Money Pits: Can a Game-Changing New Treatment to Stop Perspiration End Sweat Forever?

Photo credit: Getty Images
Photo credit: Getty Images

From Town & Country

We’re all obsessed with sweat—­particularly how much of it we’re producing and whether anyone can tell. There are places where perspiration is accepted—SoulCycle, saunas—but soggy underarms at a cocktail party or stains in a board meeting? Quelle horreur! We live in an “I don’t sweat, I glisten” world, where sweatlessness is a signifier of status. You never see celebrities wipe their brows at the Oscars, do you? As long as lack of sweat isn’t a royal sex scandal defense, everyone agrees: the less sweat the better.

For years the secret to curbing sweat among the upper echelon was a regular hit of Botox under the arms, which is effective but temporary. Now, thanks to a treatment called MiraDry, an FDA-cleared noninvasive technique that permanently eliminates sweat glands under the arms, pit problems could become a thing of the past.

Mira­Dry works via “microwaves that heat up the liquid inside sweat glands until they’re destroyed by thermal energy,” says Los Angeles plastic surgeon Sheila Nazarian, who performs around four of the procedures a week. Mira­Dry has been shown to reduce sweating and odor by about 82 percent after two ­treatments, and since the heat also blitzes follicles, most patients also see hair reduction of up to 72 percent.

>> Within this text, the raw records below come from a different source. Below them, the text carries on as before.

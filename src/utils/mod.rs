pub mod io;
pub(crate) mod progress_bar_builder;
use serde::{Deserialize, Serialize};
use serde_json::{Map, Value};
use std::collections::BTreeMap;
use std::path::Path;

/// Ordered (name substring, tag) pairs loaded from a `*.labels.json` file.
///
/// The first pattern in table order that occurs anywhere in a leaf name wins.
#[derive(Debug, Clone, Default, PartialEq)]
pub struct TagTable {
    entries: Vec<(String, String)>,
}

impl TagTable {
    pub fn new(entries: Vec<(String, String)>) -> Self {
        Self { entries }
    }

    /// Load a label table; a missing or malformed file yields an empty table.
    pub fn load(path: &Path) -> Self {
        let contents = match crate::utils::io::read_to_string(path) {
            Ok(contents) => contents,
            Err(e) => {
                tracing::info!("No label table at {} ({}), using default tag", path.display(), e);
                return Self::default();
            }
        };
        match serde_json::from_str::<Value>(&contents) {
            Ok(Value::Object(map)) => Self::from_json_map(&map),
            _ => {
                tracing::warn!("Label table {} is not a JSON object, ignoring it", path.display());
                Self::default()
            }
        }
    }

    pub fn from_json_map(map: &Map<String, Value>) -> Self {
        let entries = map
            .iter()
            .filter_map(|(pattern, tag)| match tag {
                Value::String(tag) => Some((pattern.clone(), tag.clone())),
                other => {
                    tracing::warn!("Ignoring non-string tag {} for pattern '{}'", other, pattern);
                    None
                }
            })
            .collect();
        Self { entries }
    }

    pub fn is_empty(&self) -> bool {
        self.entries.is_empty()
    }

    pub fn len(&self) -> usize {
        self.entries.len()
    }

    pub fn iter(&self) -> impl Iterator<Item = (&str, &str)> {
        self.entries.iter().map(|(p, t)| (p.as_str(), t.as_str()))
    }
}

/// Tag of a leaf: the first table entry whose pattern occurs in `name`,
/// otherwise `default_tag`.
pub fn resolve_leaf_tag(name: &str, table: &TagTable, default_tag: &str) -> String {
    table
        .iter()
        .find(|(pattern, _)| name.contains(pattern))
        .map(|(_, tag)| tag.to_string())
        .unwrap_or_else(|| default_tag.to_string())
}

/// Tag of an internal node: the children's tag when they all agree, else empty.
pub fn resolve_internal_tag<'a, I>(child_tags: I) -> String
where
    I: IntoIterator<Item = &'a str>,
{
    let mut tags = child_tags.into_iter();
    let Some(first) = tags.next() else {
        return String::new();
    };
    if tags.all(|t| t == first) {
        first.to_string()
    } else {
        String::new()
    }
}

/// Per-branch record kept in the summary: the lineage tag plus data folded in
/// by later handlers.
///
/// Also reads the positional `[tag, has_children, length, meme, meme_full]`
/// rows of older summaries.
#[derive(Debug, Clone, Default, PartialEq, Serialize, Deserialize)]
#[serde(try_from = "StoredNodeTag")]
pub struct NodeTag {
    pub tag: String,
    #[serde(rename = "leaf")]
    pub is_leaf: bool,
    #[serde(rename = "length", default, skip_serializing_if = "Option::is_none")]
    pub branch_length: Option<f64>,
    #[serde(default, skip_serializing_if = "Option::is_none")]
    pub meme: Option<Vec<u64>>,
    #[serde(rename = "meme-full", default, skip_serializing_if = "Option::is_none")]
    pub meme_full: Option<Vec<u64>>,
}

#[derive(Deserialize)]
struct NodeTagFields {
    tag: String,
    #[serde(rename = "leaf")]
    is_leaf: bool,
    #[serde(rename = "length", default)]
    branch_length: Option<f64>,
    #[serde(default)]
    meme: Option<Vec<u64>>,
    #[serde(rename = "meme-full", default)]
    meme_full: Option<Vec<u64>>,
}

/// Arrays must be tried first: a derived struct would also accept one
/// field by field.
#[derive(Deserialize)]
#[serde(untagged)]
enum StoredNodeTag {
    Positional(Vec<Value>),
    Fields(NodeTagFields),
}

fn site_list(value: Option<&Value>) -> Result<Option<Vec<u64>>, String> {
    match value {
        None | Some(Value::Null) => Ok(None),
        Some(Value::Array(sites)) => sites
            .iter()
            .map(|site| site.as_u64().ok_or_else(|| format!("site {} is not a coordinate", site)))
            .collect::<Result<Vec<_>, _>>()
            .map(Some),
        Some(other) => Err(format!("expected a site list, found {}", other)),
    }
}

impl TryFrom<StoredNodeTag> for NodeTag {
    type Error = String;

    fn try_from(stored: StoredNodeTag) -> Result<Self, Self::Error> {
        match stored {
            StoredNodeTag::Fields(f) => Ok(NodeTag {
                tag: f.tag,
                is_leaf: f.is_leaf,
                branch_length: f.branch_length,
                meme: f.meme,
                meme_full: f.meme_full,
            }),
            StoredNodeTag::Positional(row) => {
                let tag = row.first().and_then(Value::as_str).ok_or("tag row has no tag name")?;
                let has_children = row.get(1).and_then(Value::as_bool).ok_or("tag row has no child flag")?;
                Ok(NodeTag {
                    tag: tag.to_string(),
                    is_leaf: !has_children,
                    branch_length: row.get(2).and_then(Value::as_f64),
                    meme: site_list(row.get(3))?,
                    meme_full: site_list(row.get(4))?,
                })
            }
        }
    }
}

impl NodeTag {
    pub fn new(tag: impl Into<String>, is_leaf: bool) -> Self {
        Self {
            tag: tag.into(),
            is_leaf,
            ..Default::default()
        }
    }
}

pub type NodeTags = BTreeMap<String, NodeTag>;

/// Assigns lineage tags while a tree is being parsed.
///
/// Leaves are looked up in the [TagTable]; when per-branch attributes are
/// supplied, a leaf's `original name` attribute is matched instead of the
/// (possibly sanitised) name found in the tree text.
#[derive(Debug, Clone)]
pub struct TagPropagator<'a> {
    table: &'a TagTable,
    default_tag: &'a str,
    branch_attributes: Option<&'a Map<String, Value>>,
}

impl<'a> TagPropagator<'a> {
    pub fn new(table: &'a TagTable, default_tag: &'a str) -> Self {
        Self {
            table,
            default_tag,
            branch_attributes: None,
        }
    }

    pub fn with_branch_attributes(mut self, attributes: &'a Map<String, Value>) -> Self {
        self.branch_attributes = Some(attributes);
        self
    }

    /// Name matched against the table, or `None` when the branch attributes
    /// do not know this leaf.
    fn lookup_name<'n>(&self, name: &'n str) -> Option<&'n str>
    where
        'a: 'n,
    {
        match self.branch_attributes {
            None => Some(name),
            Some(attributes) => {
                let entry = attributes.get(name)?;
                match entry.get("original name").and_then(Value::as_str) {
                    Some(original) => Some(original),
                    None => Some(name),
                }
            }
        }
    }

    pub fn leaf_tag(&self, name: &str) -> String {
        match self.lookup_name(name) {
            Some(lookup) => resolve_leaf_tag(lookup, self.table, self.default_tag),
            None => {
                tracing::warn!("Leaf '{}' has no branch attributes; leaving it untagged", name);
                String::new()
            }
        }
    }
}
use crate::error::ReportError;
use crate::report::HyphyResult;
use crate::tree::{match_node_names, parse_tree, TreeNode};
use anyhow::{Context, Result};
use std::collections::BTreeMap;
use std::path::Path;

/// Check that two result files carry the same tree and print how the
/// reference tree's internal nodes are named in the query tree.
pub fn run(query: &Path, reference: &Path) -> Result<()> {
    let query_tree = load_tree(query)?;
    let reference_tree = load_tree(reference)?;

    let mut mapping = BTreeMap::new();
    match_node_names(&query_tree, &reference_tree, &mut mapping)
        .with_context(|| format!("{} and {} disagree", query.display(), reference.display()))?;

    for (reference_name, query_name) in &mapping {
        println!("{}\t{}", reference_name, query_name);
    }
    tracing::info!("Topologies match; {} internal nodes mapped", mapping.len());
    Ok(())
}

fn load_tree(path: &Path) -> Result<TreeNode> {
    let result = HyphyResult::load(path)?.ok_or_else(|| ReportError::MissingInput(path.to_path_buf()))?;
    let parsed = parse_tree(result.tree()?, false, None)
        .map_err(ReportError::from)
        .with_context(|| format!("Malformed tree in {}", path.display()))?;
    Ok(parsed.root)
}

#[cfg(test)]
mod tests {
    use super::*;
    use serde_json::json;

    fn write_result(dir: &Path, name: &str, tree: &str) -> std::path::PathBuf {
        let path = dir.join(name);
        std::fs::write(&path, json!({"input": {"trees": {"0": tree}}}).to_string()).unwrap();
        path
    }

    #[test]
    fn test_matching_and_mismatching_files() {
        let dir = tempfile::tempdir().unwrap();
        let a = write_result(dir.path(), "a.json", "((x,y)Node1,z);");
        let b = write_result(dir.path(), "b.json", "((x,y)N7,z);");
        let c = write_result(dir.path(), "c.json", "((x,z)N7,y);");
        assert!(run(&a, &b).is_ok());
        assert!(run(&a, &c).is_err());
        assert!(run(&a, &dir.path().join("missing.json")).is_err());
    }
}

Photo credit: Paula Winkler - Getty Images
Photo credit: Paula Winkler - Getty Images

Aren’t we supposed to sweat? Of course, but the glands under our arms make up only 2 percent of our active glands, Nazarian says. Our bodies compensate for the loss, but it’s not as if you’ll start pouring sweat from your temples; your body can still cool itself effectively without perspiring more in other areas

The treatments (they cost about $2,000) take roughly 45 minutes per pit and begin with injections of lidocaine. While the process itself is not painful, according to plastic surgeon Gerald Ginsberg, medical director of Tribeca MedSpa in New York City, recovery can be uncomfortable. In addition to swelling, bumps and nodules are common, although they typically disappear in three to six weeks. “It felt as if I had a sunburn,” says Bill Tobin, who received Mira­Dry from Ginsberg. “I haven’t worn deodorant since the day I got it, and I have no odor, no sweating,” he says.

Most of the people coming to Nazarian for Mira­Dry treatments are “very successful people in the limelight who don’t want to have pit stains.” Some posttreatment discomfort is a small price to pay for a future free of sweat-related anxiety, she says. Apart from the TED Talk set, she has also noticed the ­wellness-obsessed seeking the procedure because “they don’t want to put chemicals in their body,” such as the contents of traditional antiperspirants.

Still, patients have to weigh the possible side effects against the benefits. “I don’t know that it’s always a slam dunk,” says New York dermatologist Morgan Rabach, who does not offer Mira­Dry. “Sometimes the swelling can last, and sometimes it can work better on one side than the other.” Still, if you keep spare shirts in your desk drawer or have sweated through a new silk dress on the way to a summer soirée, it could hang your deodorant out to dry for good.